In my 10-plus years in Pakistan, I’ve always been nonplussed by Washington’s patience with – indeed, its indulgence of – the Pakistani government. America has spent tens of billions of dollars in a basically futile effort to coax Islamabad into clamping down on the Taliban. The sanctuaries that Pakistan provides to them are largely responsible for the insurgency’s resilience and ability to continue killing U.S. and Coalition soldiers. Without the cross-border havens where the guerrillas plan their attacks, recruit, train, raise funds, rest, reequip and receive medical attention, the Taliban would be a far less lethal, perhaps even containable, force.


The latest evidence of Pakistan’s untrustworthiness was given by Osama bin Laden’s youngest wife. According to the official summary of her interrogation by Pakistani military and civilian investigators, the terrorist kingpin and his growing family lived a cushy, middle-class existence in a series of well-appointed houses from 2002 until his death last May. How could an Arab stranger, standing roughly 6-foot-5 and speaking neither Urdu or Pashtu, have moved undetected through the country’s ubiquitous police and military checkpoints? How were he and his wives able to escape the notice of their neighbors for so many years? And with a $25 million price on his head, no less. “People generally know who is living next door,” says retired Lt. Gen. Talat Masood. “Neighbors must have asked questions. The local police as well.”

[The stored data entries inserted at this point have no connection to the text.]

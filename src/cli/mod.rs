pub mod chart;
pub mod dashboard;
pub mod products;
pub mod setup;
pub mod show;
pub mod ui;
use super::chart::{ChartOptions, render_chart};
use super::ui;
use crate::AppContext;
use crate::core::SeriesSource;
use crate::core::pipeline::{self, DashboardView, ProjectionRequest};
use anyhow::Result;
use chrono::NaiveDate;
use comfy_table::Cell;

const UNIT_LABEL: &str = "price per ton (1000kg)";

const DISCLAIMER: &str = "How prices are calculated: historical commodity prices are loaded from a CSV \
file or Yahoo Finance, converted with the current exchange rate, and extended with a simple \
linear regression trend.\nDisclaimer: these predictions are based on historical data only and \
should not be the sole basis for financial decisions. Local market prices may vary.";

impl DashboardView {
    /// Formats the view the way the dashboard shows it: banners, chart,
    /// statistics and predictions.
    pub fn display(&self, chart: &ChartOptions) -> String {
        let currency = &self.to_currency;
        let source_currency = &self.from_currency;
        let mut output = format!(
            "{}\n\n",
            ui::style_text(
                &format!("{} Price Trends ({UNIT_LABEL})", self.product.name),
                ui::StyleType::Title
            )
        );

        if let Some(warning) = &self.rate.warning {
            output.push_str(&ui::style_text(
                &format!(
                    "{warning}. Using 1 {source_currency} = {} {currency} as a fallback.",
                    self.rate.rate
                ),
                ui::StyleType::Error,
            ));
        } else {
            output.push_str(&format!(
                "Current exchange rate: {}",
                ui::style_text(
                    &format!("1 {source_currency} = {} {currency}", self.rate.rate),
                    ui::StyleType::Label
                )
            ));
        }
        output.push('\n');

        if self.source == SeriesSource::Yahoo
            && let Some(note) = &self.product.note
        {
            output.push_str(&ui::style_text(
                &format!("Note for {}: {note}\n", self.product.name),
                ui::StyleType::Warning,
            ));
        }

        output.push_str(&ui::style_text(
            &format!(
                "{} data for {} loaded successfully!\n\n",
                self.source, self.product.name
            ),
            ui::StyleType::Success,
        ));

        for line in render_chart(&self.projection.points, chart) {
            output.push_str(&line);
            output.push('\n');
        }

        let summary = &self.summary;
        let mut stats = ui::new_styled_table();
        stats.set_header(vec![
            ui::header_cell(&format!("Price Statistics ({UNIT_LABEL})")),
            ui::header_cell(&format!("Value ({currency})")),
        ]);
        for (label, value) in [
            ("Current Price", summary.current),
            ("Average Price", summary.average),
            ("Lowest Price", summary.min),
            ("Highest Price", summary.max),
        ] {
            stats.add_row(vec![
                Cell::new(label),
                ui::format_optional_cell(Some(value), |v| format!("{v:.2}")),
            ]);
        }
        output.push('\n');
        output.push_str(&stats.to_string());

        let mut predictions = ui::new_styled_table();
        predictions.set_header(vec![
            ui::header_cell(&format!("Price Predictions ({UNIT_LABEL})")),
            ui::header_cell(&format!("Value ({currency})")),
        ]);
        for (label, value) in [
            ("Predicted Price (1 month)", self.outlook.one_month),
            ("Predicted Price (3 months)", self.outlook.three_months),
            ("Predicted Price (6 months)", self.outlook.six_months),
        ] {
            let cell = match value {
                Some(v) => ui::price_cell(v, summary.current, currency),
                None => ui::format_optional_cell(None::<f64>, |v| format!("{v:.2}")),
            };
            predictions.add_row(vec![Cell::new(label), cell]);
        }
        output.push_str("\n\n");
        output.push_str(&predictions.to_string());

        output.push_str(&format!(
            "\n\nTrend: {} {currency}/day over {} days\n\n{}",
            ui::style_text(
                &format!("{:+.2}", self.projection.fit.slope),
                ui::StyleType::Value
            ),
            self.projection.horizon(),
            ui::style_text(DISCLAIMER, ui::StyleType::Subtle)
        ));
        output
    }
}

/// Runs a single projection and prints it. Pipeline failures are shown as an
/// error banner and returned.
pub async fn run(
    ctx: &AppContext,
    product: &str,
    source: SeriesSource,
    horizon: Option<usize>,
    as_of: NaiveDate,
) -> Result<()> {
    let request = ProjectionRequest::from_config(&ctx.config, product, source, horizon)?;

    let pb = ui::new_spinner(&format!("Fetching {} prices...", request.product.name));
    let result = pipeline::run_pipeline(
        &request,
        ctx.rate_provider.as_ref(),
        ctx.loader(source),
        as_of,
    )
    .await;
    pb.finish_and_clear();

    match result {
        Ok(view) => {
            println!("{}", view.display(&ChartOptions::default()));
            Ok(())
        }
        Err(e) => {
            println!("{}", ui::style_text(&e.to_string(), ui::StyleType::Error));
            Err(e.into())
        }
    }
}

#[cfg(test)]
mod tests {
    use super::*;
    use crate::core::config::default_products;
    use crate::core::currency::{ConversionRate, ResolvedRate};
    use crate::core::error::ForecastError;
    use crate::core::price::PricePoint;
    use crate::core::projection::project;
    use crate::core::stats::{Outlook, PriceSummary};
    use chrono::Duration;

    fn view(source: SeriesSource, warning: Option<ForecastError>, product: usize) -> DashboardView {
        let start = NaiveDate::from_ymd_opt(2024, 6, 1).unwrap();
        let series: Vec<PricePoint> = [100.0, 102.0, 104.0]
            .iter()
            .enumerate()
            .map(|(i, p)| PricePoint::new(start + Duration::days(i as i64), *p, "USD"))
            .collect();
        let rate = ConversionRate::new(80.0).unwrap();
        let projection = project(&series, rate, 180).unwrap();
        let summary = PriceSummary::from_points(projection.historical()).unwrap();
        let outlook = Outlook::from_predicted(projection.predicted());
        DashboardView {
            product: default_products().remove(product),
            source,
            from_currency: "USD".to_string(),
            to_currency: "INR".to_string(),
            rate: ResolvedRate { rate, warning },
            projection,
            summary,
            outlook,
        }
    }

    #[test]
    fn test_display_contains_statistics_and_predictions() {
        console::set_colors_enabled(false);
        let output = view(SeriesSource::Csv, None, 0).display(&ChartOptions::default());

        assert!(output.contains("Wheat Price Trends (price per ton (1000kg))"));
        assert!(output.contains("Current exchange rate: 1 USD = 80.00 INR"));
        assert!(output.contains("CSV data for Wheat loaded successfully!"));
        assert!(output.contains("8320.00"));
        assert!(output.contains("8160.00"));
        assert!(output.contains("8000.00"));
        // Day 3 + 30 and the last of 180 days
        assert!(output.contains("13280.00 INR"));
        assert!(output.contains("37120.00 INR"));
        assert!(output.contains("Trend: +160.00 INR/day over 180 days"));
        assert!(output.contains("Disclaimer"));
    }

    #[test]
    fn test_display_fallback_warning_and_note() {
        console::set_colors_enabled(false);
        let warning = ForecastError::RateFetchFailed("timeout".to_string());
        let output = view(SeriesSource::Yahoo, Some(warning), 1).display(&ChartOptions::default());

        assert!(output.contains("Failed to fetch exchange rate: timeout"));
        assert!(output.contains("as a fallback"));
        assert!(output.contains("Note for Rice"));
        assert!(output.contains("Yahoo Finance data for Rice loaded successfully!"));
    }
}
use crate::core::cache::Cache;
use async_trait::async_trait;
use std::collections::HashMap;
use std::fmt::Debug;
use std::hash::Hash;
use std::sync::Arc;
use std::time::{Duration, Instant};
use tokio::sync::Mutex;
use tracing::debug;

struct Entry<V> {
    value: V,
    stored_at: Instant,
    ttl: Option<Duration>,
}

impl<V> Entry<V> {
    fn is_fresh(&self, now: Instant) -> bool {
        self.ttl
            .is_none_or(|ttl| now.duration_since(self.stored_at) < ttl)
    }
}

/// Hit and miss counters for a [`MemoryCache`].
#[derive(Debug, Default, Clone, Copy, PartialEq, Eq)]
pub struct CacheStats {
    pub hits: u64,
    pub misses: u64,
}

struct State<K, V> {
    entries: HashMap<K, Entry<V>>,
    stats: CacheStats,
}

/// Process-local cache for rates and price series. Entries with a TTL are
/// dropped on the first read after expiry and swept on every write.
pub struct MemoryCache<K, V> {
    state: Arc<Mutex<State<K, V>>>,
}

impl<K, V> MemoryCache<K, V>
where
    K: Eq + Hash,
{
    pub fn new() -> Self {
        Self {
            state: Arc::new(Mutex::new(State {
                entries: HashMap::new(),
                stats: CacheStats::default(),
            })),
        }
    }

    pub async fn len(&self) -> usize {
        self.state.lock().await.entries.len()
    }

    pub async fn stats(&self) -> CacheStats {
        self.state.lock().await.stats
    }
}

impl<K, V> Default for MemoryCache<K, V>
where
    K: Eq + Hash,
{
    fn default() -> Self {
        Self::new()
    }
}

#[async_trait]
impl<K, V> Cache<K, V> for MemoryCache<K, V>
where
    K: Eq + Hash + Debug + Send + Sync + 'static,
    V: Clone + Send + Sync + 'static,
{
    async fn get(&self, key: &K) -> Option<V> {
        let mut state = self.state.lock().await;
        let now = Instant::now();

        let fresh = state.entries.get(key).map(|entry| entry.is_fresh(now));
        match fresh {
            Some(true) => {
                state.stats.hits += 1;
                debug!(?key, "cache hit");
                state.entries.get(key).map(|entry| entry.value.clone())
            }
            Some(false) => {
                state.entries.remove(key);
                state.stats.misses += 1;
                debug!(?key, "cache entry expired");
                None
            }
            None => {
                state.stats.misses += 1;
                debug!(?key, "cache miss");
                None
            }
        }
    }

    async fn put(&self, key: K, value: V, ttl: Option<Duration>) {
        let mut state = self.state.lock().await;
        let now = Instant::now();

        let before = state.entries.len();
        state.entries.retain(|_, entry| entry.is_fresh(now));
        let swept = before - state.entries.len();
        if swept > 0 {
            debug!(swept, "dropped expired cache entries");
        }

        debug!(?key, ?ttl, "cache put");
        state.entries.insert(
            key,
            Entry {
                value,
                stored_at: now,
                ttl,
            },
        );
    }

    async fn remove(&self, key: &K) {
        self.state.lock().await.entries.remove(key);
    }

    async fn clear(&self) {
        let mut state = self.state.lock().await;
        state.entries.clear();
        state.stats = CacheStats::default();
    }
}

#[cfg(test)]
mod tests {
    use super::*;
    use tokio::time::sleep;

    fn key(s: &str) -> String {
        s.to_string()
    }

    #[tokio::test]
    async fn test_hits_and_misses_are_counted() {
        let cache = MemoryCache::<String, f64>::new();

        assert!(cache.get(&key("USD-INR")).await.is_none());
        cache.put(key("USD-INR"), 83.1, None).await;
        assert_eq!(cache.get(&key("USD-INR")).await, Some(83.1));
        assert_eq!(cache.get(&key("USD-INR")).await, Some(83.1));
        assert!(cache.get(&key("USD-EUR")).await.is_none());

        assert_eq!(cache.stats().await, CacheStats { hits: 2, misses: 2 });
    }

    #[tokio::test]
    async fn test_expired_entry_is_evicted_on_read() {
        let cache = MemoryCache::<String, f64>::new();

        cache
            .put(key("USD-INR"), 83.1, Some(Duration::from_millis(10)))
            .await;
        assert_eq!(cache.get(&key("USD-INR")).await, Some(83.1));

        sleep(Duration::from_millis(20)).await;
        assert!(cache.get(&key("USD-INR")).await.is_none());
        assert_eq!(cache.len().await, 0);
    }

    #[tokio::test]
    async fn test_put_sweeps_expired_entries() {
        let cache = MemoryCache::<String, f64>::new();

        cache
            .put(key("short"), 1.0, Some(Duration::from_millis(10)))
            .await;
        cache.put(key("forever"), 2.0, None).await;
        sleep(Duration::from_millis(20)).await;

        cache.put(key("new"), 3.0, Some(Duration::from_secs(60))).await;
        assert_eq!(cache.len().await, 2);
        assert_eq!(cache.get(&key("forever")).await, Some(2.0));
    }

    #[tokio::test]
    async fn test_remove_and_clear() {
        let cache = MemoryCache::<String, f64>::new();

        cache.put(key("a"), 1.0, None).await;
        cache.put(key("b"), 2.0, None).await;

        cache.remove(&key("a")).await;
        assert!(cache.get(&key("a")).await.is_none());
        assert_eq!(cache.get(&key("b")).await, Some(2.0));

        cache.clear().await;
        assert_eq!(cache.len().await, 0);
        assert_eq!(cache.stats().await, CacheStats::default());
    }
}
use anyhow::Error;
use std::future::Future;
use std::time::Duration;
use tracing::debug;

/// Retry schedule for remote requests.
#[derive(Debug, Clone, Copy, PartialEq, Eq)]
pub struct RetryPolicy {
    /// Attempts after the first one
    pub retries: usize,
    pub delay_ms: u64,
}

impl Default for RetryPolicy {
    fn default() -> Self {
        RetryPolicy {
            retries: 2,
            delay_ms: 500,
        }
    }
}

/// Retries an async operation with configurable attempts and delays
///
/// # Parameters
/// - `operation`: Closure returning a future
/// - `policy`: Number of retry attempts (total runs = 1 initial + retries) and
///   milliseconds between them
///
/// # Returns
/// Either the successful result or the error after all attempts. Client errors
/// (4xx) are returned at once since repeating the request cannot change them.
pub async fn with_retry<F, Fut, T>(mut operation: F, policy: RetryPolicy) -> Result<T, Error>
where
    F: FnMut() -> Fut,
    Fut: Future<Output = Result<T, reqwest::Error>>,
{
    let mut attempt = 1;
    loop {
        match operation().await {
            Ok(val) => return Ok(val),
            Err(err) => {
                let client_error = err.status().is_some_and(|s| s.is_client_error());
                if client_error || attempt > policy.retries {
                    return Err(err.into());
                }
                debug!(
                    "Attempt {}/{} failed: {}. Retrying...",
                    attempt,
                    policy.retries + 1,
                    err
                );
                attempt += 1;
                tokio::time::sleep(Duration::from_millis(policy.delay_ms)).await;
            }
        }
    }
}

From the moment of bin Laden’s death last May, the Pakistani Army’s top brass and the ISI have said loudly and repeatedly that they had no knowledge of bin Laden’s presence in Abbottabad or anywhere else in Pakistan. Personally, I still find it hard to believe that the military and its intelligence services could be so incompetent. Nevertheless, some of my best sources accept Pakistan’s claim of ignorance. “The leadership was badly embarrassed and swears to me that they didn’t know,” says Masood. “They say that since there were no foreigners living [openly] in Abbottabad, a quiet military town with no insurgency, they didn’t pay much attention to the place and only had a small detachment of six or so [intelligence operatives] stationed there.”

Whether or not you buy that argument, it’s even harder for the men in charge to explain away their blatant support for the Taliban. Not that they’re solely to blame for America’s failures in Afghanistan. In fact, U.S. strategy was flawed from the beginning. A decade ago, Afghans were exhausted by years of war and misrule. After the Taliban’s fall, the people were wishing desperately for peace, reconstruction, and economic growth. And they would have stood a good chance of getting their wish if only Washington had deployed enough troops to take charge, disarm the country’s warlords, and begin training a credible new Afghan security force. In that case, it’s very likely that the Americans could have stabilized the place and gone home long ago.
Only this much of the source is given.